(in: L'Histoire, la Guerre, la Résistance.– Quarto, Gallimard, 2006. p. 549)Un trait, entre tous décisif, oppose la civilisation contemporaine à celles qui l'ont précédée: depuis le début du XXe siècle, la notion de distance a radicalement changé de valeur. La métamorphose s'est produite, à peu près, dans l'espace d'une génération et, si rapide qu'elle ait été, elle s'est trop bien inscrite, progressivement, dans nos moeurs, pour que l'habitude n'ait pas réussi à en masquer, quelque peu, le caractère révolutionnaire. (…) Les Allemands ont fait une guerre d'aujourd'hui, sous le signe de la vitesse. Nous n'avons pas seulement tenté de faire, pour notre part, une guerre de la veille ou de l'avant-veille. Au moment même où nous voyions les Allemands mener la leur, nous n'avons pas su ou pas voulu en comprendre le rythme, accordé aux vibrations accélérés d'une ère nouvelle.
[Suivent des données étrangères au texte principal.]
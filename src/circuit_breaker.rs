use failsafe::{backoff, failure_policy, Config, StateMachine};
use std::time::Duration;

/// Breaker guarding the places search endpoint.
pub type PlacesBreaker =
    StateMachine<failure_policy::ConsecutiveFailures<backoff::Exponential>, ()>;

/// Consecutive failed searches before the breaker opens.
pub const PLACES_FAILURE_THRESHOLD: u32 = 5;

/// Creates the circuit breaker wrapped around places searches.
///
/// After five consecutive failures the breaker opens and searches are
/// rejected without a network call, retrying with an exponential backoff
/// between 10s and 60s. Campaign creation treats a rejection like any other
/// places failure and continues with zero leads.
pub fn create_places_circuit_breaker() -> PlacesBreaker {
    let backoff_strategy = backoff::exponential(Duration::from_secs(10), Duration::from_secs(60));

    let failure_policy =
        failure_policy::consecutive_failures(PLACES_FAILURE_THRESHOLD, backoff_strategy);

    Config::new().failure_policy(failure_policy).build()
}
//! Lead scoring against the text-generation model.
//!
//! [`score_campaign`] walks a campaign's unscored leads in fixed batches of
//! [`BATCH_SIZE`]: every lead of a batch is scored concurrently and the next
//! batch starts only once all calls of the current one have settled, so at
//! most five model calls are ever in flight. A failing lead is counted and
//! keeps a null score, which makes it eligible again on the next run.

use async_trait::async_trait;
use chrono::{DateTime, Utc};
use futures::future::join_all;
use serde::{Deserialize, Serialize};
use std::sync::Arc;
use uuid::Uuid;

use crate::errors::AppError;
use crate::gemini::{parse_model_json, GeminiClient, GenerationSettings};
use crate::models::{Campaign, Lead, LeadScoreUpdate};
use crate::store::Store;

pub const BATCH_SIZE: usize = 5;

/// Leads at or above this score are flagged high priority.
pub const HIGH_PRIORITY_THRESHOLD: i32 = 80;

pub const SCORING_SETTINGS: GenerationSettings = GenerationSettings {
    temperature: 0.2,
    max_output_tokens: 200,
    error_body_limit: 150,
};

/// Raw reply shape; numbers may arrive as floats or out of range.
#[derive(Debug, Deserialize)]
struct ModelScore {
    score: f64,
    confidence_level: f64,
    #[serde(default)]
    score_reasoning: String,
    #[serde(default)]
    #[allow(dead_code)]
    is_high_priority: Option<bool>,
}

/// A validated score for one lead.
#[derive(Debug, Clone, PartialEq)]
pub struct ScoreOutcome {
    pub score: i32,
    pub confidence_level: i32,
    pub score_reasoning: String,
}

impl ScoreOutcome {
    /// Derived from the clamped score; the model's own flag is ignored.
    pub fn is_high_priority(&self) -> bool {
        self.score >= HIGH_PRIORITY_THRESHOLD
    }

    pub fn to_update(&self, scored_at: DateTime<Utc>) -> LeadScoreUpdate {
        LeadScoreUpdate {
            score: self.score,
            confidence_level: self.confidence_level,
            score_reasoning: self.score_reasoning.clone(),
            is_high_priority: self.is_high_priority(),
            last_scored_at: scored_at,
        }
    }
}

/// Rounds first, then clamps into 0..=100.
pub fn clamp_percent(value: f64) -> i32 {
    if value.is_nan() {
        return 0;
    }
    value.round().clamp(0.0, 100.0) as i32
}

/// Parses a cleaned model reply into a [`ScoreOutcome`].
pub fn parse_score_reply(text: &str) -> Result<ScoreOutcome, AppError> {
    let raw: ModelScore = parse_model_json(text)?;
    Ok(ScoreOutcome {
        score: clamp_percent(raw.score),
        confidence_level: clamp_percent(raw.confidence_level),
        score_reasoning: raw.score_reasoning,
    })
}

fn or_unknown(value: Option<&str>) -> &str {
    value.filter(|v| !v.trim().is_empty()).unwrap_or("Unknown")
}

/// Builds the scoring prompt. Output depends only on the two records.
pub fn build_scoring_prompt(lead: &Lead, campaign: &Campaign) -> String {
    format!(
        r#"You are a skeptical B2B sales analyst. Judge how well this business fits the campaign below and do not inflate the number.

CAMPAIGN
- Target niche: {campaign_niche}
- Target country: {campaign_country}
- Decision maker sought: {target_role}
- Offer: {value_proposition}

LEAD
- Business name: {business_name}
- Website: {website}
- Contact role: {role}
- Niche: {lead_niche}
- Country: {lead_country}

Score out of 100 using these weighted criteria:
1. Niche match (25 points): does the business operate in the target niche?
2. Company size signals (20 points): is it large enough to buy the offer?
3. Decision maker reachability (20 points): is the sought role likely present and reachable?
4. Pain point alignment (25 points): would the offer solve a problem this business has?
5. Geography and digital presence (10 points): right country, and a working online footprint?

Read the total as:
- 90-100: ideal fit, contact now
- 70-89: strong fit
- 50-69: workable fit with gaps
- 30-49: weak fit
- 0-29: not a fit

confidence_level (0-100) says how sure you are given the limited data.

Reply with JSON only, no prose and no code fences:
{{"score": <0-100>, "confidence_level": <0-100>, "score_reasoning": "<two sentences at most>", "is_high_priority": <true|false>}}"#,
        campaign_niche = campaign.niche,
        campaign_country = campaign.country,
        target_role = campaign.target_role,
        value_proposition = campaign.value_proposition,
        business_name = lead.business_name,
        website = or_unknown(lead.website.as_deref()),
        role = or_unknown(Some(lead.role.as_str())),
        lead_niche = or_unknown(Some(lead.niche.as_str())),
        lead_country = or_unknown(Some(lead.country.as_str())),
    )
}

/// Scores one lead and persists the result.
#[async_trait]
pub trait LeadScorer: Send + Sync {
    async fn score_lead(&self, lead: &Lead, campaign: &Campaign) -> Result<ScoreOutcome, AppError>;
}

/// Production scorer: one model call, then one atomic update of the lead.
pub struct ModelLeadScorer {
    gemini: GeminiClient,
    store: Arc<dyn Store>,
}

impl ModelLeadScorer {
    pub fn new(gemini: GeminiClient, store: Arc<dyn Store>) -> Self {
        Self { gemini, store }
    }
}

#[async_trait]
impl LeadScorer for ModelLeadScorer {
    async fn score_lead(&self, lead: &Lead, campaign: &Campaign) -> Result<ScoreOutcome, AppError> {
        let prompt = build_scoring_prompt(lead, campaign);
        let reply = self.gemini.generate(&prompt, &SCORING_SETTINGS).await?;
        let outcome = parse_score_reply(&reply)?;

        self.store
            .apply_score(lead.id, &outcome.to_update(Utc::now()))
            .await?;

        tracing::debug!(
            "Scored lead {} ({}): {} (confidence {})",
            lead.id,
            lead.business_name,
            outcome.score,
            outcome.confidence_level
        );
        Ok(outcome)
    }
}

/// Result of one scoring run.
#[derive(Debug, Clone, PartialEq, Serialize)]
#[serde(untagged)]
pub enum ScoreRun {
    /// Nothing was left to score; no model calls were made.
    AlreadyScored { scored: usize, message: String },
    Completed {
        scored: usize,
        errors: usize,
        total: usize,
        #[serde(rename = "lastError", skip_serializing_if = "Option::is_none")]
        last_error: Option<String>,
    },
}

impl ScoreRun {
    fn already_scored() -> Self {
        ScoreRun::AlreadyScored {
            scored: 0,
            message: "All leads already scored".to_string(),
        }
    }
}

/// Scores every lead of the caller's campaign that has no score yet.
pub async fn score_campaign(
    store: &dyn Store,
    scorer: &dyn LeadScorer,
    user_id: Uuid,
    campaign_id: Uuid,
) -> Result<ScoreRun, AppError> {
    let campaign = store
        .get_campaign(user_id, campaign_id)
        .await?
        .ok_or_else(|| AppError::NotFound("Campaign not found".to_string()))?;

    let leads = store.unscored_leads(campaign.id).await?;
    if leads.is_empty() {
        tracing::info!("Campaign {} has no unscored leads", campaign.id);
        return Ok(ScoreRun::already_scored());
    }

    let total = leads.len();
    let mut scored = 0;
    let mut errors = 0;
    let mut last_error = None;

    tracing::info!(
        "Scoring {} leads for campaign {} in batches of {}",
        total,
        campaign.id,
        BATCH_SIZE
    );

    for batch in leads.chunks(BATCH_SIZE) {
        let results = join_all(batch.iter().map(|lead| scorer.score_lead(lead, &campaign))).await;

        for (lead, result) in batch.iter().zip(results) {
            match result {
                Ok(_) => scored += 1,
                Err(e) => {
                    tracing::warn!("Scoring lead {} failed: {}", lead.id, e);
                    errors += 1;
                    last_error = Some(e.user_message());
                }
            }
        }
    }

    tracing::info!(
        "Campaign {} scoring finished: {} scored, {} errors of {}",
        campaign.id,
        scored,
        errors,
        total
    );

    Ok(ScoreRun::Completed {
        scored,
        errors,
        total,
        last_error,
    })
}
Marc Bloch cite en note Les Routes et le Trafic commercial dans l'Empire romain / Charlesworth: "Les hommes doivent aujourd'hui prendre leurs résolutions avec une promptitude qui eût stupéfié nos aïeux."
plus loin (p. 631):
La curiosité manquait à ceux-là mêmes qui auraient été en position de la satisfaire. Comparez ces deux journaux quasi homonymes: The Times et Le Temps. Les intérêts, dont ils suivent, l'un et l'autre, les ordres, sont de nature semblable; leurs publics, des deux côtés, aussi éloignés des masses populaires; leur impartialité, également suspecte. Qui lit le premier, cependant, en saura toujours, sur le monde, tel qu'il est, infiniment plus que les abonnés du second. (…) La misère de nos bibliothèques municipales a été maintes fois dénoncée. (…) On m'a raconté que, dans une commission internationale, notre délégué se fit moquer, un jour, par celui de la Pologne: de presque toutes les nations, nous étions les seuls à ne pas pouvoir produire une statistique sérieuse des salaires. Nos chefs d'entreprises ont toujours mis leur foi dans le secret, favorable aux menus intérêts privés, plutôt que dans la claire connaissance, qui aide l'action collective. Au siècle de la chimie, ils ont conservé une mentalité d'alchimistes. (…) Le pis est que cette paresse de savoir entraîne, presque nécessairement, à une funeste complaisance envers soi-même. J'entends, chaque jour, prêcher par la radio, le "retour à la terre". (…) Ces bucoliques avis, pourtant, ne sont pas exclusivement choses d'aujourd'hui. Toute une littérature de renoncement, bien avant la guerre, nous les avait rendus déjà familiers. Elle stigmatisait l'"américanisme". Elle dénonçait les dangers de la machine et du progrès. Elle vantait, par contraste, la paisible douceur de nos campagnes, la gentillesse de notre civilisation de petites villes, l'amabilité en même temps que la force secrète d'une société qu'elle invitait à demeurer de plus en plus résolument fidèle aux genres de vie du passé. (…) Or, ayons le courage de nous l'avouer, ce qui vient d'être vaincu en nous, c'est précisément notre chère petite ville. Ses journées au rythme trop lent, la lenteur de ses autobus, ses administrations somnolentes, les pertes de temps que multiplie à chaque pas un mol laisser-aller, l'oisiveté de ses cafés de garnison, ses politicailleries à courtes vues, son artisanat de gagne-petit, ses bibliothèques aux rayons veufs de livres, son goût du déjà vu et sa méfiance envers toute surprise capable de troubler ses douillettes habitudes… (…) Nous serons perdus, si nous nous replions sur nous-mêmes; sauvés, seulement, à condition de travailler durement de nos cerveaux, pour mieux savoir et imaginer plus vite.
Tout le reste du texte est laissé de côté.